VLCC rates in the Middle East Gulf have increased to their highest since March as charterers are returning in full drive for their early-July loading programmes.

While charter activity was halted for several trading sessions following two tanker attacks on 13 June, a total of 18 VLCC have been fixed in the region for voyages to India and East Asia since Tuesday, according to Bloomberg data. Some of them are understood to be under provisional booking.

The highest rate was achieved by Ocean Tankers’ 318,000-dwt E Mei San (built 2010), tentatively fixed by Unipec to lift crude from Middle East on 1 July for a shipment to China at Worldscale 52 on Thursday.
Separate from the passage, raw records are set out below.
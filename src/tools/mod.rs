//! MCP tool implementations.
//!
//! - `filesystem` - Read-only directory listing and text search (2 tools)
//! - `capabilities` - Controller capability probes (3 tools)

pub mod capabilities;
pub mod filesystem;

use std::path::Path;

use crate::error::Result;
use crate::mcp::registry::Registry;

/// Register all tools with the registry. `max_file_size` caps what
/// `search_files` will read.
pub fn register_all_tools(registry: &mut Registry, root: &Path, max_file_size: u64) -> Result<()> {
    // Filesystem tools (2)
    registry.register_tool(filesystem::ListDirectoryTool::new(root))?;
    registry.register_tool(filesystem::SearchFilesTool::new(root, max_file_size))?;

    // Capability probes (3)
    registry.register_tool(capabilities::CheckExperimentalToolsTool)?;
    registry.register_tool(capabilities::CheckSamplingTool)?;
    registry.register_tool(capabilities::CheckRootsTool)?;

    Ok(())
}
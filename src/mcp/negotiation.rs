//! Capability negotiation for the initialize handshake.

use crate::error::{Error, Result};
use crate::mcp::protocol::{
    ClientCapabilities, Implementation, InitializeParams, InitializeResult, ServerCapabilities,
    SUPPORTED_PROTOCOL_VERSIONS,
};

/// Outcome of a successful handshake, fixed for the rest of the session.
#[derive(Debug, Clone, PartialEq)]
pub struct Negotiated {
    pub protocol_version: String,
    pub local_capabilities: ServerCapabilities,
    pub peer_capabilities: ClientCapabilities,
    pub peer_info: Implementation,
}

impl Negotiated {
    /// The initialize result sent back to the controller.
    pub fn to_result(
        &self,
        server_info: Implementation,
        instructions: Option<String>,
    ) -> InitializeResult {
        InitializeResult {
            protocol_version: self.protocol_version.clone(),
            capabilities: self.local_capabilities.clone(),
            server_info,
            instructions,
        }
    }
}

/// Check that `version` is one we speak.
pub fn check_version(version: &str) -> Result<()> {
    if SUPPORTED_PROTOCOL_VERSIONS.contains(&version) {
        Ok(())
    } else {
        Err(Error::UnsupportedVersion {
            requested: version.to_string(),
            supported: SUPPORTED_PROTOCOL_VERSIONS.join(", "),
        })
    }
}

/// Agree on a version and record the controller's capabilities verbatim.
pub fn negotiate(local: &ServerCapabilities, params: InitializeParams) -> Result<Negotiated> {
    check_version(&params.protocol_version)?;

    Ok(Negotiated {
        protocol_version: params.protocol_version,
        local_capabilities: local.clone(),
        peer_capabilities: params.capabilities,
        peer_info: params.client_info,
    })
}
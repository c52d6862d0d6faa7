//! Tax computation module

pub mod gst;

pub use gst::*;
/// Invoice line, an immutable snapshot of the catalog item at billing time.
/// Later catalog price or rate changes never alter persisted lines.
#[derive(Debug, Clone, PartialEq, Serialize, Deserialize)]
pub struct InvoiceLine {
    pub id: String,
    pub invoice_id: String,
    pub product_id: String,
    pub quantity: BigDecimal,
    /// Catalog selling price, or the explicit override given at billing time
    pub unit_price: BigDecimal,
    /// quantity x unit_price, before tax
    pub line_total: BigDecimal,
    pub hsn_code: String,
    pub gst_rate: BigDecimal,
    pub cgst_amount: BigDecimal,
    pub sgst_amount: BigDecimal,
    pub igst_amount: BigDecimal,
    pub created_at: NaiveDateTime,
}

/// Purchase order header
#[derive(Debug, Clone, PartialEq, Serialize, Deserialize)]
pub struct Purchase {
    pub id: String,
    pub purchase_number: String,
    pub supplier_id: String,
    pub status: PurchaseStatus,
    pub payment_status: PaymentStatus,
    pub amount_paid: BigDecimal,
    pub subtotal: BigDecimal,
    pub cgst: BigDecimal,
    pub sgst: BigDecimal,
    pub igst: BigDecimal,
    pub tax: BigDecimal,
    pub total: BigDecimal,
    pub is_interstate: bool,
    pub place_of_supply: Option<String>,
    pub order_date: NaiveDate,
    pub expected_date: Option<NaiveDate>,
    pub received_date: Option<NaiveDate>,
    pub notes: Option<String>,
    pub created_by: String,
    pub created_at: NaiveDateTime,
    pub updated_at: NaiveDateTime,
}

impl Purchase {
    /// Balance still owed to the supplier
    pub fn outstanding(&self) -> BigDecimal {
        &self.total - &self.amount_paid
    }
}

/// Purchase line snapshot. Unlike invoice lines, purchase lines also carry
/// the split rates, since the supplied rate is per line rather than looked
/// up from the catalog.
#[derive(Debug, Clone, PartialEq, Serialize, Deserialize)]
pub struct PurchaseLine {
    pub id: String,
    pub purchase_id: String,
    pub product_id: String,
    pub quantity: BigDecimal,
    pub unit_price: BigDecimal,
    pub line_total: BigDecimal,
    pub hsn_code: String,
    pub gst_rate: BigDecimal,
    pub cgst_rate: BigDecimal,
    pub sgst_rate: BigDecimal,
    pub igst_rate: BigDecimal,
    pub cgst_amount: BigDecimal,
    pub sgst_amount: BigDecimal,
    pub igst_amount: BigDecimal,
    pub created_at: NaiveDateTime,
}

/// A payment to record against an invoice or purchase
#[derive(Debug, Clone, PartialEq, Serialize, Deserialize)]
pub struct PaymentRequest {
    pub amount: BigDecimal,
    pub payment_date: NaiveDate,
    pub payment_method_id: Option<String>,
    pub reference_number: Option<String>,
    pub notes: Option<String>,
}

/// Persisted record of a single payment against a document
#[derive(Debug, Clone, PartialEq, Serialize, Deserialize)]
pub struct PaymentRecord {
    pub id: String,
    /// Id of the invoice or purchase the payment settles
    pub document_id: String,
    pub amount: BigDecimal,
    pub payment_date: NaiveDate,
    pub payment_method_id: Option<String>,
    pub reference_number: Option<String>,
    pub notes: Option<String>,
    pub created_by: String,
    pub created_at: NaiveDateTime,
}

impl PaymentRecord {
    pub fn new(document_id: &str, request: &PaymentRequest, actor: &str) -> Self {
        Self {
            id: new_id(),
            document_id: document_id.to_string(),
            amount: request.amount.clone(),
            payment_date: request.payment_date,
            payment_method_id: request.payment_method_id.clone(),
            reference_number: request.reference_number.clone(),
            notes: request.notes.clone(),
            created_by: actor.to_string(),
            created_at: chrono::Utc::now().naive_utc(),
        }
    }
}
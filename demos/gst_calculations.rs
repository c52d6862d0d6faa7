//! GST calculation examples

use bigdecimal::BigDecimal;
use billing_core::{is_interstate_supply, LineTax, TaxBreakdown};

fn main() -> Result<(), Box<dyn std::error::Error>> {
    println!("🧾 Billing Core - GST Calculation Examples\n");

    // 1. Intrastate vs interstate breakdown
    println!("🏢 Intrastate Supply (CGST + SGST):");
    let intra = TaxBreakdown::calculate(BigDecimal::from(10000), &BigDecimal::from(18), false)?;
    println!("  Taxable Amount: ₹{}", intra.taxable_amount);
    println!("  CGST (9%):      ₹{}", intra.cgst);
    println!("  SGST (9%):      ₹{}", intra.sgst);
    println!("  IGST:           ₹{}", intra.igst);
    println!("  Total GST:      ₹{}", intra.total_tax);
    println!("  Final Total:    ₹{}", intra.total_with_tax);
    println!();

    println!("🌍 Interstate Supply (IGST only):");
    let inter = TaxBreakdown::calculate(BigDecimal::from(10000), &BigDecimal::from(18), true)?;
    println!("  Taxable Amount: ₹{}", inter.taxable_amount);
    println!("  CGST:           ₹{}", inter.cgst);
    println!("  SGST:           ₹{}", inter.sgst);
    println!("  IGST (18%):     ₹{}", inter.igst);
    println!("  Total GST:      ₹{}", inter.total_tax);
    println!("  Final Total:    ₹{}", inter.total_with_tax);
    println!();

    // 2. The jurisdiction rule behind the flag
    println!("🗺️ Interstate Determination:");
    let cases = [
        ("Kerala", Some("Kerala")),
        ("Kerala", Some("Tamil Nadu")),
        ("Kerala", Some("kerala")),
        ("Kerala", None),
    ];
    for (seller, counterparty) in cases {
        println!(
            "  seller={seller:<8} counterparty={:<12} -> interstate: {}",
            counterparty.unwrap_or("(none)"),
            is_interstate_supply(seller, counterparty)
        );
    }
    println!();

    // 3. Per-line tax with split rates, as persisted on document lines
    println!("📋 Line Tax for 3 kg @ ₹250, 12% GST, intrastate:");
    let line_total = BigDecimal::from(3) * BigDecimal::from(250);
    let line_tax = LineTax::calculate(&line_total, &BigDecimal::from(12), false)?;
    println!("  Line Total:  ₹{line_total}");
    println!("  CGST ({}%):  ₹{}", line_tax.cgst_rate, line_tax.cgst_amount);
    println!("  SGST ({}%):  ₹{}", line_tax.sgst_rate, line_tax.sgst_amount);
    println!("  IGST ({}%):  ₹{}", line_tax.igst_rate, line_tax.igst_amount);
    println!("  Line GST:    ₹{}", line_tax.total());
    println!();

    // 4. The exactness property on an awkward amount
    println!("✅ Halves Always Sum Back to the Whole:");
    let awkward = TaxBreakdown::calculate(
        "123.45".parse::<BigDecimal>()?,
        &"12.5".parse::<BigDecimal>()?,
        false,
    )?;
    println!("  ₹123.45 @ 12.5%");
    println!("  CGST: ₹{}", awkward.cgst);
    println!("  SGST: ₹{}", awkward.sgst);
    println!(
        "  CGST + SGST = ₹{} (tax total ₹{})",
        &awkward.cgst + &awkward.sgst,
        awkward.total_tax
    );

    println!("\n🎉 GST calculation examples completed successfully!");
    Ok(())
}
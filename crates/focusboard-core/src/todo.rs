//! Flat quick-task list with its own undo history.

use chrono::{DateTime, Utc};
use serde::{Deserialize, Serialize};
use tracing::debug;
use uuid::Uuid;

use crate::error::{validate_text, ValidationError};
use crate::history::HistoryManager;
use crate::storage::{self, PersistenceGateway, StorageKey};

#[derive(Debug, Clone, PartialEq, Eq, Serialize, Deserialize)]
pub struct Todo {
    pub id: String,
    pub text: String,
    pub completed: bool,
    pub created_at: DateTime<Utc>,
}

#[derive(Debug, Clone, Default)]
pub struct TodoStore {
    todos: Vec<Todo>,
    history: HistoryManager<Vec<Todo>>,
}

impl TodoStore {
    pub fn new() -> Self {
        Self::default()
    }

    pub fn from_todos(todos: Vec<Todo>) -> Self {
        Self {
            todos,
            ..Self::default()
        }
    }

    pub fn load(gateway: &dyn PersistenceGateway) -> Self {
        Self::from_todos(storage::load_or_default(gateway, StorageKey::Todos))
    }

    pub fn save(&self, gateway: &dyn PersistenceGateway) {
        storage::save_logged(gateway, StorageKey::Todos, &self.todos);
    }

    pub fn todos(&self) -> &[Todo] {
        &self.todos
    }

    pub fn get(&self, id: &str) -> Option<&Todo> {
        self.todos.iter().find(|t| t.id == id)
    }

    pub fn active_count(&self) -> usize {
        self.todos.iter().filter(|t| !t.completed).count()
    }

    pub fn completed_count(&self) -> usize {
        self.todos.len() - self.active_count()
    }

    /// # Errors
    /// Returns a validation error for empty or whitespace-only text.
    pub fn add_todo(&mut self, text: &str) -> Result<Todo, ValidationError> {
        let todo = Todo {
            id: Uuid::new_v4().to_string(),
            text: validate_text("text", text, None)?,
            completed: false,
            created_at: Utc::now(),
        };
        let mut next = self.todos.clone();
        next.push(todo.clone());
        self.commit(next);
        debug!(id = %todo.id, "todo added");
        Ok(todo)
    }

    pub fn toggle_todo(&mut self, id: &str) -> bool {
        let Some(idx) = self.todos.iter().position(|t| t.id == id) else {
            return false;
        };
        let mut next = self.todos.clone();
        next[idx].completed = !next[idx].completed;
        self.commit(next);
        true
    }

    pub fn delete_todo(&mut self, id: &str) -> bool {
        let Some(idx) = self.todos.iter().position(|t| t.id == id) else {
            return false;
        };
        let mut next = self.todos.clone();
        next.remove(idx);
        self.commit(next);
        debug!(id, "todo deleted");
        true
    }

    /// Remove every completed todo as one undoable step.
    /// Returns how many were removed.
    pub fn clear_completed(&mut self) -> usize {
        let removed = self.completed_count();
        if removed == 0 {
            return 0;
        }
        let next = self.todos.iter().filter(|t| !t.completed).cloned().collect();
        self.commit(next);
        debug!(removed, "completed todos cleared");
        removed
    }

    pub fn undo(&mut self) -> bool {
        match self.history.undo(self.todos.clone()) {
            Some(previous) => {
                self.todos = previous;
                true
            }
            None => false,
        }
    }

    pub fn redo(&mut self) -> bool {
        match self.history.redo(self.todos.clone()) {
            Some(next) => {
                self.todos = next;
                true
            }
            None => false,
        }
    }

    pub fn can_undo(&self) -> bool {
        self.history.can_undo()
    }

    pub fn can_redo(&self) -> bool {
        self.history.can_redo()
    }

    fn commit(&mut self, next: Vec<Todo>) {
        let previous = std::mem::replace(&mut self.todos, next);
        self.history.push(previous);
    }
}

#[cfg(test)]
mod tests {
    use super::*;

    #[test]
    fn add_rejects_empty() {
        let mut store = TodoStore::new();
        assert!(store.add_todo("").is_err());
        assert!(store.add_todo("  \t").is_err());
        assert!(store.todos().is_empty());
        assert!(!store.can_undo());
    }

    #[test]
    fn add_appends_uncompleted() {
        let mut store = TodoStore::new();
        let todo = store.add_todo("buy milk").unwrap();
        assert_eq!(store.todos().len(), 1);
        assert!(!todo.completed);
        assert_eq!(todo.text, "buy milk");
    }

    #[test]
    fn toggle_and_delete() {
        let mut store = TodoStore::new();
        let todo = store.add_todo("a").unwrap();
        assert!(store.toggle_todo(&todo.id));
        assert!(store.get(&todo.id).unwrap().completed);
        assert!(store.toggle_todo(&todo.id));
        assert!(!store.get(&todo.id).unwrap().completed);
        assert!(store.delete_todo(&todo.id));
        assert!(!store.delete_todo(&todo.id));
        assert!(!store.toggle_todo(&todo.id));
    }

    #[test]
    fn clear_completed_is_single_step() {
        let mut store = TodoStore::new();
        let a = store.add_todo("a").unwrap();
        store.add_todo("b").unwrap();
        let c = store.add_todo("c").unwrap();
        store.toggle_todo(&a.id);
        store.toggle_todo(&c.id);

        assert_eq!(store.clear_completed(), 2);
        assert_eq!(store.todos().len(), 1);
        assert_eq!(store.active_count(), 1);

        assert!(store.undo());
        assert_eq!(store.todos().len(), 3);
        assert_eq!(store.completed_count(), 2);
    }

    #[test]
    fn clear_completed_noop_records_nothing() {
        let mut store = TodoStore::new();
        store.add_todo("a").unwrap();
        store.undo();
        assert!(store.can_redo());
        assert_eq!(store.clear_completed(), 0);
        assert!(store.can_redo());
    }

    #[test]
    fn undo_redo_roundtrip() {
        let mut store = TodoStore::new();
        let a = store.add_todo("a").unwrap();
        store.toggle_todo(&a.id);
        store.delete_todo(&a.id);
        let after = store.todos().to_vec();

        while store.undo() {}
        assert!(store.todos().is_empty());
        while store.redo() {}
        assert_eq!(store.todos(), after.as_slice());
    }
}
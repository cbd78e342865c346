pub mod config;
pub mod label;
pub mod note;
pub mod stats;
pub mod task;
pub mod timer;
pub mod todo;
pub mod workflow;

use focusboard_core::storage::Database;
use serde::Serialize;
use std::path::Path;

pub type CmdResult = focusboard_core::error::Result<()>;

/// Open the database at `path`, or the default location.
pub fn open_db(path: Option<&Path>) -> Result<Database, focusboard_core::StorageError> {
    match path {
        Some(path) => Database::open(path),
        None => Database::open_default(),
    }
}

pub fn print_json<T: Serialize + ?Sized>(value: &T) -> CmdResult {
    println!("{}", serde_json::to_string_pretty(value)?);
    Ok(())
}

/// Report whether an id-addressed operation found its target.
pub fn print_applied(applied: bool) -> CmdResult {
    if !applied {
        eprintln!("nothing changed (unknown id?)");
    }
    print_json(&serde_json::json!({ "applied": applied }))
}
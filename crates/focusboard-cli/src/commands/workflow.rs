use clap::Subcommand;
use focusboard_core::WorkflowProgress;
use std::path::Path;

use super::{open_db, print_json, CmdResult};

#[derive(Subcommand)]
pub enum WorkflowAction {
    /// Toggle a step between done and not done
    Toggle { step: String },
    /// List completed steps
    List,
    /// Forget all progress
    Reset,
}

pub fn run(db: Option<&Path>, action: WorkflowAction) -> CmdResult {
    let db = open_db(db)?;
    let mut progress = WorkflowProgress::load(&db);

    match action {
        WorkflowAction::Toggle { step } => {
            let done = progress.toggle_step(&step);
            progress.save(&db);
            print_json(&serde_json::json!({ "step": step.trim(), "completed": done }))?;
        }
        WorkflowAction::List => {
            let steps: Vec<&str> = progress.completed_steps().collect();
            print_json(&steps)?;
        }
        WorkflowAction::Reset => {
            progress.reset();
            progress.save(&db);
            print_json(&serde_json::json!({ "completed": 0 }))?;
        }
    }
    Ok(())
}
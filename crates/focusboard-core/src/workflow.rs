//! Workflow progress: which onboarding/workflow steps the user has ticked.

use std::collections::BTreeSet;
use tracing::debug;

use crate::storage::{self, PersistenceGateway, StorageKey};

#[derive(Debug, Clone, Default, PartialEq, Eq)]
pub struct WorkflowProgress {
    completed: BTreeSet<String>,
}

impl WorkflowProgress {
    pub fn new() -> Self {
        Self::default()
    }

    pub fn load(gateway: &dyn PersistenceGateway) -> Self {
        Self {
            completed: storage::load_or_default(gateway, StorageKey::WorkflowProgress),
        }
    }

    /// Saved as a sorted list of step ids.
    pub fn save(&self, gateway: &dyn PersistenceGateway) {
        storage::save_logged(gateway, StorageKey::WorkflowProgress, &self.completed);
    }

    pub fn is_completed(&self, step_id: &str) -> bool {
        self.completed.contains(step_id)
    }

    pub fn completed_steps(&self) -> impl Iterator<Item = &str> {
        self.completed.iter().map(String::as_str)
    }

    pub fn completed_count(&self) -> usize {
        self.completed.len()
    }

    /// Returns `false` if the step was already complete or the id is blank.
    pub fn complete_step(&mut self, step_id: &str) -> bool {
        let step_id = step_id.trim();
        if step_id.is_empty() {
            return false;
        }
        self.completed.insert(step_id.to_string())
    }

    pub fn uncomplete_step(&mut self, step_id: &str) -> bool {
        self.completed.remove(step_id.trim())
    }

    /// Flip a step and return its new completion state.
    pub fn toggle_step(&mut self, step_id: &str) -> bool {
        if self.uncomplete_step(step_id) {
            debug!(step_id, "step reopened");
            false
        } else {
            let done = self.complete_step(step_id);
            debug!(step_id, done, "step toggled");
            done
        }
    }

    pub fn reset(&mut self) {
        self.completed.clear();
    }
}

#[cfg(test)]
mod tests {
    use super::*;

    #[test]
    fn complete_and_toggle() {
        let mut progress = WorkflowProgress::new();
        assert!(progress.complete_step("connect"));
        assert!(!progress.complete_step("connect"));
        assert!(progress.is_completed("connect"));

        assert!(!progress.toggle_step("connect"));
        assert!(!progress.is_completed("connect"));
        assert!(progress.toggle_step("connect"));
        assert_eq!(progress.completed_count(), 1);
    }

    #[test]
    fn blank_step_is_rejected() {
        let mut progress = WorkflowProgress::new();
        assert!(!progress.complete_step("  "));
        assert!(!progress.toggle_step(""));
        assert_eq!(progress.completed_count(), 0);
    }

    #[test]
    fn steps_iterate_sorted() {
        let mut progress = WorkflowProgress::new();
        progress.complete_step("b");
        progress.complete_step("a");
        assert_eq!(progress.completed_steps().collect::<Vec<_>>(), vec!["a", "b"]);
        progress.reset();
        assert_eq!(progress.completed_count(), 0);
    }
}
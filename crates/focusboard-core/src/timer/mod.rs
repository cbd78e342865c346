//! Focus/break session timer.
//!
//! [`PomodoroEngine`] is a tick-driven state machine: it owns no thread and
//! no clock. An external driver calls `tick()` once per second while the
//! engine is running, and "today" comes from an injected [`DateSource`].

mod engine;
mod stats;

pub use engine::{PomodoroEngine, PomodoroState};
pub use stats::{DailyLog, DailyStats, DateKey, DateSource, SystemDate};

use serde::{Deserialize, Serialize};

/// Default work session length.
pub const WORK_DURATION_SECS: u32 = 25 * 60;
/// Default short break length.
pub const SHORT_BREAK_SECS: u32 = 5 * 60;
/// Default long break length.
pub const LONG_BREAK_SECS: u32 = 15 * 60;
/// Every Nth completed work session is followed by a long break.
pub const LONG_BREAK_EVERY: u32 = 4;

#[derive(Debug, Clone, Copy, PartialEq, Eq, Hash, Serialize, Deserialize)]
#[serde(rename_all = "snake_case")]
pub enum Phase {
    Idle,
    Work,
    ShortBreak,
    LongBreak,
}

impl Phase {
    pub fn is_break(&self) -> bool {
        matches!(self, Phase::ShortBreak | Phase::LongBreak)
    }
}

/// Durations (seconds) and long-break cadence.
#[derive(Debug, Clone, Copy, PartialEq, Eq, Serialize, Deserialize)]
pub struct PomodoroConfig {
    pub work_secs: u32,
    pub short_break_secs: u32,
    pub long_break_secs: u32,
    pub long_break_every: u32,
}

impl PomodoroConfig {
    /// Countdown length for `phase`. Idle has none.
    pub fn duration_for(&self, phase: Phase) -> u32 {
        match phase {
            Phase::Idle => 0,
            Phase::Work => self.work_secs,
            Phase::ShortBreak => self.short_break_secs,
            Phase::LongBreak => self.long_break_secs,
        }
    }
}

impl Default for PomodoroConfig {
    fn default() -> Self {
        Self {
            work_secs: WORK_DURATION_SECS,
            short_break_secs: SHORT_BREAK_SECS,
            long_break_secs: LONG_BREAK_SECS,
            long_break_every: LONG_BREAK_EVERY,
        }
    }
}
Ocean Tankers and Unipec’s parent Sinopec have yet to respond to emails seeking comment.

In comparison, some VLCCs constructed in the early 2000s were fixed at about WS 45.

Still, there has been a significant rate hike since last week. The 319,100-dwt Athenian Freedom had been reportedly fixed at WS 37 right before last Thursday’s attacks in the Gulf of Omen.

One reason behind the rate increase was surging Additional War Risk Premiums (AWRPs), which Tanker International suggested shipowners have been able to pass on to charterers.

In terms of time charter equivalent earnings, Clarksons Platou Securities also said daily earnings rose to $28,500 on Friday from $13,600 on 12 June.

Aside from higher insurance costs, some analysts have attributed the market strength to owners' efforts in limiting exposure to Middle East trade.

However, echoing what TradeWinds reported, Alphatanker said: “For now at least, all tanker owners are willing to call at Middle Eastern ports.”

Among other crude tanker segments, suezmax earnings have corrected down to $21,500 per day from $25,100 a week earlier, according to Clarksons Platou.

Fortunes diverge

While AWRPs are imposed on all vessels trading in the Middle East, freight rates have only increased in those marketers where supply-demand fundamentals are perceived to be tight.

On the Baltic Exchange, VLGC rates for Middle East-Japan route have risen to nearly $80 per tonne, the highest since October 2015.

However, freight rates and daily TCE earnings of LR product tankers have been largely stable since the tanker attacks.

This is despite that Front Altair (built 2016), one of the two tankers attacked on 13 June, was an LR2 product tanker.

“The unchanged rates for oil product tankers compared with the jump in freight rates for crude oil tankers illustrate the differences between the two markets as well as the effects of sentiment on crude oil freight rates,” BIMCO’s chief shipping analyst Peter Sand said.